Reciprocal Regulation of MAPK on upstream MKK

Abstract

Phosphorylation is a process in which kinase proteins add phosphate groups to proteins. The addition of a phosphate group modifies the activity and function of the proteins. Mitogen-activated protein kinases (MAPKs), including C-Jun N-terminal kinases (JNK), are kinases that play a role in many cellular functions including apoptosis, differentiation, and survival. Mitogen-activated protein kinase kinases (MKKs) are substrates of MAPKs. Our group recently found that downstream MAP kinases can enhance the activation of upstream MKKs. This interesting regulation can be explained by two alternative mechanisms: (i) MAPK directly phosphorylate MKK, and (ii) binding of MAPK enhances the auto-phosphorylation of MKK. To determine the phosphorylation mechanism, a kinase-dead JNK3 mutant in which the lysine is replaced with an Arginine (J3K93R) was isolated and purified.
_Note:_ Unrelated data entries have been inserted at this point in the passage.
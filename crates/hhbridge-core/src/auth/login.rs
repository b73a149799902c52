//! Single-flight interactive login.
//!
//! At most one login runs at a time. Callers that need a credential while a
//! login is in flight await that same login instead of opening another
//! sign-in window. The slot is emptied when the login settles, success or
//! failure, so the next caller starts a fresh attempt.

use std::sync::atomic::{AtomicU64, Ordering};
use std::sync::Arc;

use futures::future::{BoxFuture, FutureExt, Shared};
use reqwest::Client;
use tokio::sync::Mutex;
use tracing::{debug, info, warn};

use super::oauth::{exchange_code, parse_callback, AuthorizationRequest, OAuthEndpoints};
use super::{AuthError, Credential, SignInLauncher, TokenStore};
use crate::config::ConfigStore;

type LoginFuture = Shared<BoxFuture<'static, Result<Credential, AuthError>>>;

struct PendingLogin {
    generation: u64,
    future: LoginFuture,
}

struct Inner {
    http: Client,
    config: Arc<dyn ConfigStore>,
    tokens: Arc<dyn TokenStore>,
    launcher: Arc<dyn SignInLauncher>,
    endpoints: OAuthEndpoints,
    pending: Mutex<Option<PendingLogin>>,
    next_generation: AtomicU64,
}

/// Owner of the "current login" slot.
#[derive(Clone)]
pub struct LoginCoordinator {
    inner: Arc<Inner>,
}

impl LoginCoordinator {
    pub fn new(
        http: Client,
        config: Arc<dyn ConfigStore>,
        tokens: Arc<dyn TokenStore>,
        launcher: Arc<dyn SignInLauncher>,
        endpoints: OAuthEndpoints,
    ) -> Self {
        Self {
            inner: Arc::new(Inner {
                http,
                config,
                tokens,
                launcher,
                endpoints,
                pending: Mutex::new(None),
                next_generation: AtomicU64::new(0),
            }),
        }
    }

    /// Run the interactive login, or join the one already in flight.
    pub async fn login(&self) -> Result<Credential, AuthError> {
        let future = {
            let mut slot = self.inner.pending.lock().await;
            self.start_or_join(&mut slot)
        };
        future.await
    }

    /// The stored credential, or the result of a login if there is none.
    ///
    /// The store is read under the slot lock, so a login that settled after
    /// the caller last looked is not repeated.
    pub async fn credential(&self) -> Result<Credential, AuthError> {
        let future = {
            let mut slot = self.inner.pending.lock().await;
            if slot.is_none() {
                if let Some(credential) = self.inner.tokens.load().map_err(AuthError::store)? {
                    return Ok(credential);
                }
            }
            self.start_or_join(&mut slot)
        };
        future.await
    }

    fn start_or_join(&self, slot: &mut Option<PendingLogin>) -> LoginFuture {
        if let Some(pending) = slot.as_ref() {
            debug!(generation = pending.generation, "Joining in-flight login");
            return pending.future.clone();
        }

        let generation = self.inner.next_generation.fetch_add(1, Ordering::Relaxed);
        let inner = Arc::clone(&self.inner);
        let future = async move {
            let result = inner.run_login().await;
            inner.settle(generation).await;
            result
        }
        .boxed()
        .shared();
        *slot = Some(PendingLogin {
            generation,
            future: future.clone(),
        });
        future
    }

    /// Whether a login is currently in flight
    pub async fn is_pending(&self) -> bool {
        self.inner.pending.lock().await.is_some()
    }
}

impl Inner {
    async fn run_login(&self) -> Result<Credential, AuthError> {
        let config = self
            .config
            .get()
            .map_err(|e| AuthError::InvalidConfig(e.to_string()))?;
        if config.hh_client_id.is_empty() {
            return Err(AuthError::InvalidConfig("HH_CLIENT_ID is not set".to_string()));
        }

        let redirect_uri = self.launcher.redirect_uri();
        let request =
            AuthorizationRequest::new(&self.endpoints.authorize_url, &config.hh_client_id, &redirect_uri)?;

        info!("Starting interactive sign-in");
        let callback = self.launcher.launch(&request.url).await?;
        let code = parse_callback(&callback, &request.state).map_err(|e| {
            warn!(error = %e, "Rejected sign-in callback");
            e
        })?;

        let credential = exchange_code(
            &self.http,
            &self.endpoints.token_url,
            &code,
            &config.hh_client_id,
            &config.hh_client_secret,
            &redirect_uri,
        )
        .await?;

        self.tokens.save(&credential).map_err(AuthError::store)?;
        info!("Sign-in complete");
        Ok(credential)
    }

    /// Empty the slot if it still holds the login identified by `generation`.
    async fn settle(&self, generation: u64) {
        let mut slot = self.pending.lock().await;
        if slot.as_ref().map(|p| p.generation) == Some(generation) {
            *slot = None;
        }
    }
}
The phosphorylation of MKK7 was then tested separately in the presence of both the wild-type JNK3 and the mutant J3K93R through kinase assays and western blotting techniques. We found that phosphorylation does not transpire in the presence of J3K93R while phosphorylation does occur in the presence of the wild-type JNK3. The phosphorylation pattern strongly suggests that the presence of JNK3 is required for MKK7 phosphorylation instead of auto-phosphorylation. A better understanding of the phosphorylation process will facilitate additional research to more fully characterize the role that the MAPK pathway plays in differentiation, apoptosis, and survival as well as the many other cellular responses that have contributions from MAPKs.